Uso correto: Os documentos de que preciso estão na sala.
Justificativa: O verbo precisar pede a preposição “de”, explica Vivien Chivalski, facilitadora do Instituto Passadori.

14 Reaveu/reouve
Forma errada: A homenagem reaveu nossa motivação.
Uso correto: A homenagem reouve nossa motivação.
Justificativa: Diogo Arrais, professor do Damásio Educacional, explica que o pretérito perfeito de reaver é reouve. Gramaticalmente, o verbo REAVER é defectivo, só se conjuga nas formas em que o verbo HAVER possui a letra V. Presente do indicativo: reavemos, reaveis. Pretérito perfeito do indicativo: reouve, reouveste, reouve, reouvemos, reouvestes, reouveram.

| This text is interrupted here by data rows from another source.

//! Monte Carlo simulation configuration.

use serde::{Deserialize, Serialize};

use varlab_core::ReturnType;

use crate::error::{
    validate_confidence_levels, ConfigError, ConfigResult, Validate, ValidationError,
};

// =============================================================================
// SIMULATION CONFIGURATION
// =============================================================================

/// Configuration for one Monte Carlo VaR run.
///
/// Carries everything except the market inputs (return distribution and
/// initial price), which come from data at run time.
#[derive(Debug, Clone, PartialEq, Serialize, Deserialize)]
pub struct SimulationConfig {
    /// Configuration name/identifier.
    pub name: String,

    /// Description of this configuration.
    #[serde(default)]
    pub description: Option<String>,

    /// Horizon in whole periods (e.g. trading days).
    #[serde(default = "default_time_horizon")]
    pub time_horizon: u32,

    /// Number of simulated price paths.
    #[serde(default = "default_scenario_count")]
    pub scenario_count: usize,

    /// Sub-steps simulated inside each period.
    #[serde(default = "default_intra_period_steps")]
    pub intra_period_steps: u32,

    /// Compounding of step returns.
    #[serde(default)]
    pub return_type: ReturnType,

    /// Confidence levels to report, in output order.
    #[serde(default = "default_confidence_levels")]
    pub confidence_levels: Vec<f64>,

    /// Random seed for reproducibility.
    #[serde(default = "default_seed")]
    pub seed: u64,

    /// Record every draw so the run can be exported and replayed.
    #[serde(default)]
    pub record_draws: bool,
}

fn default_time_horizon() -> u32 {
    1
}

fn default_scenario_count() -> usize {
    10_000
}

fn default_intra_period_steps() -> u32 {
    1
}

pub(crate) fn default_confidence_levels() -> Vec<f64> {
    vec![0.90, 0.95, 0.99]
}

fn default_seed() -> u64 {
    1
}

impl Default for SimulationConfig {
    fn default() -> Self {
        Self::standard()
    }
}

impl SimulationConfig {
    /// Creates a new simulation configuration with the given name.
    pub fn new(name: impl Into<String>) -> Self {
        Self {
            name: name.into(),
            description: None,
            time_horizon: default_time_horizon(),
            scenario_count: default_scenario_count(),
            intra_period_steps: default_intra_period_steps(),
            return_type: ReturnType::default(),
            confidence_levels: default_confidence_levels(),
            seed: default_seed(),
            record_draws: false,
        }
    }

    /// Fast, coarse run: 1,000 scenarios with 8 sub-steps per period.
    pub fn quick() -> Self {
        Self::new("QUICK")
            .with_description("Coarse run for interactive checks")
            .with_scenarios(1_000)
            .with_intra_period_steps(8)
    }

    /// Standard run: 10,000 scenarios with 8 sub-steps per period.
    pub fn standard() -> Self {
        Self::new("STANDARD")
            .with_description("Standard Monte Carlo VaR run")
            .with_scenarios(10_000)
            .with_intra_period_steps(8)
    }

    /// Fine time grid: 5,000 scenarios with 32 sub-steps per period.
    pub fn fine() -> Self {
        Self::new("FINE")
            .with_description("Fine time grid, fewer scenarios")
            .with_scenarios(5_000)
            .with_intra_period_steps(32)
    }

    /// Looks up a named preset (case-insensitive).
    ///
    /// # Errors
    ///
    /// Returns `ConfigError::NotFound` for an unknown name.
    pub fn preset(name: &str) -> ConfigResult<Self> {
        match name.to_ascii_uppercase().as_str() {
            "QUICK" => Ok(Self::quick()),
            "STANDARD" => Ok(Self::standard()),
            "FINE" => Ok(Self::fine()),
            _ => Err(ConfigError::NotFound {
                key: name.to_string(),
            }),
        }
    }

    /// The comparison pack: every preset under both return types, sharing
    /// one horizon.
    ///
    /// Each run is named after its shape and return type and gets its own
    /// seed (1 to 6, in pack order).
    pub fn comparison_pack(time_horizon: u32) -> Vec<Self> {
        [Self::quick(), Self::standard(), Self::fine()]
            .into_iter()
            .flat_map(|base| {
                [ReturnType::Log, ReturnType::Classic]
                    .map(|rt| base.clone().with_time_horizon(time_horizon).with_return_type(rt))
            })
            .zip(1u64..)
            .map(|(config, seed)| {
                let name = format!("{} {}", config.quality_label(), config.return_type);
                Self { name, ..config }.with_seed(seed)
            })
            .collect()
    }

    /// Label derived from the run shape, e.g. `T:10 Q(s:1000, dt:8)`.
    pub fn quality_label(&self) -> String {
        format!(
            "T:{} Q(s:{}, dt:{})",
            self.time_horizon, self.scenario_count, self.intra_period_steps
        )
    }

    /// Builder method to set the description.
    pub fn with_description(mut self, description: impl Into<String>) -> Self {
        self.description = Some(description.into());
        self
    }

    /// Builder method to set the horizon.
    pub fn with_time_horizon(mut self, periods: u32) -> Self {
        self.time_horizon = periods;
        self
    }

    /// Builder method to set the scenario count.
    pub fn with_scenarios(mut self, count: usize) -> Self {
        self.scenario_count = count;
        self
    }

    /// Builder method to set sub-steps per period.
    pub fn with_intra_period_steps(mut self, steps: u32) -> Self {
        self.intra_period_steps = steps;
        self
    }

    /// Builder method to set the compounding mode.
    pub fn with_return_type(mut self, return_type: ReturnType) -> Self {
        self.return_type = return_type;
        self
    }

    /// Builder method to set the confidence levels.
    pub fn with_confidence_levels(mut self, levels: Vec<f64>) -> Self {
        self.confidence_levels = levels;
        self
    }

    /// Builder method to set the seed.
    pub fn with_seed(mut self, seed: u64) -> Self {
        self.seed = seed;
        self
    }

    /// Builder method to enable draw recording.
    pub fn with_recording(mut self, record: bool) -> Self {
        self.record_draws = record;
        self
    }
}

impl Validate for SimulationConfig {
    fn validate(&self) -> Vec<ValidationError> {
        let mut errors = Vec::new();

        if self.name.is_empty() {
            errors.push(ValidationError::new("name", "Name cannot be empty"));
        }

        if self.time_horizon == 0 {
            errors.push(ValidationError::with_rule(
                "time_horizon",
                "Time horizon must be at least one period",
                "positive_horizon",
            ));
        }

        if self.scenario_count == 0 {
            errors.push(ValidationError::with_rule(
                "scenario_count",
                "Scenario count must be at least one",
                "positive_scenarios",
            ));
        }

        if self.intra_period_steps == 0 {
            errors.push(ValidationError::with_rule(
                "intra_period_steps",
                "Intra-period steps must be at least one",
                "positive_steps",
            ));
        }

        validate_confidence_levels(&self.confidence_levels, &mut errors);

        errors
    }
}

15 Responder o/ responder ao
Forma errada: Vou responder o email daqui a pouco.
Uso correto: Vou responder ao email daqui a pouco.
Justificativa: A regência do verbo responder, no sentido de dar a resposta, é sempre indireta, ou seja, pede a preposição “a”.

16 Retificar/ ratificar
Forma errada: O homem retificou as informações perante o juiz.
Uso correto: O homem ratificou as informações perante o juiz.
Justificativa: Ratificar, do latim medieval, possui os seguintes significados: confirmar, reafirmar, validar, comprovar, autenticar. Retificar, também do latim com base na palavra rectus, se refere ao ato de corrigir, emendar, alinhar ou endireitar qualquer coisa, explica o professor Reinaldo Passadori.

17 Rúbrica/ rubrica
Forma errada: Ponha a sua rúbrica em todas as páginas, por favor.
Uso correto: Ponha a sua rubrica em todas as páginas, por favor.
Justificativa: Rubrica é paroxítona, sem acento.

18 Senão/ se não
Forma errada: Senão fizer o relatório, não cumprirá a meta.
Uso correto: Se não fizer o relatório, não cumprirá a meta.
Justificativa: Laurinda Grion explica que para dar a ideia de “caso não faça o relatório”, como no exemplo acima, o certo é utilizar a forma separada. Senão (em uma só palavra) tem vários significados: do contrário, de outra forma, aliás, a não ser, mais do que, menos, com exceção de, mas, mas sim, mas também, defeito, erro, de repente, subitamente.

19 Seríssimo/ seriíssimo
Forma errada: O problema é seríssimo.
Uso correto: O problema é seriíssimo.
Justificativa: Os adjetivos terminados em io antecedido de consoante possuem o superlativo com ii, explica Laurinda Grion, autora de “Erros que um executivo comete ao redigir (mas não deveria cometer)”, da editora Saraiva.

20 Somos em/ somos
Forma errada: No escritório, somos em sete analistas.
Uso correto: No escritório, somos sete analistas.
Justificativa: Não há necessidade de empregar a preposição “em”.

21 Tão pouco/ tampouco
Forma errada: Não fala inglês, tão pouco francês.
Uso correto: Não fala inglês, tampouco francês.
Justificativa: Tão pouco equivale a muito pouco. Já tampouco pode significar: também não, nem sequer e nem ao menos.

22 Vem/ veem
Forma errada: Eles vem problemas em todas as inovações.
Uso correto: Eles veem problemas em todas as inovações.
Justificativa: Vivien Chivalski, do Instituto Passadori, mostra as conjugações no presente do verbo ver: ele vê (com acento), eles veem (sem acento, segundo o Acordo Ortográfico da Língua Portuguesa). Exemplos: Ele vê os filhos aos sábados. Eles veem o pai uma vez por semana. O verbo vir, no presente, é conjugado assim: ele vem, eles vêm (com acento). Ele não vem sempre aqui. Eles vêm a São Paulo uma vez por ano.

23 Vir/ vier
Forma errada: Se ele não vir amanhã, vai perder outra reunião.
Uso correto: Se ele não vier amanhã, vai perder outra reunião.
Justificativa: Segundo Vivien Chivalski, no caso do verbo vir, temos as seguintes formas no futuro do subjuntivo: quando eu vier, ele vier, nós viermos, eles vierem.

24 Visar/ visar a
Forma errada: Augusto visa o cargo de diretor comercial da empresa.
Uso correto: Augusto visa ao de diretor comercial da empresa.
Justificativa: Visar com o sentido de pretender é transitivo indireto, isto é, exige a preposição “a”.

25 Zero horas/ zero hora
Forma errada: O novo modelo entra em vigor a partir das zero horas de amanhã.
Uso correto: O novo modelo entra em vigor a partir da zero hora de amanhã.
Justificativa: Segundo a autora Laurinda Grion, o adjetivo composto zero-quilômetro é invariável.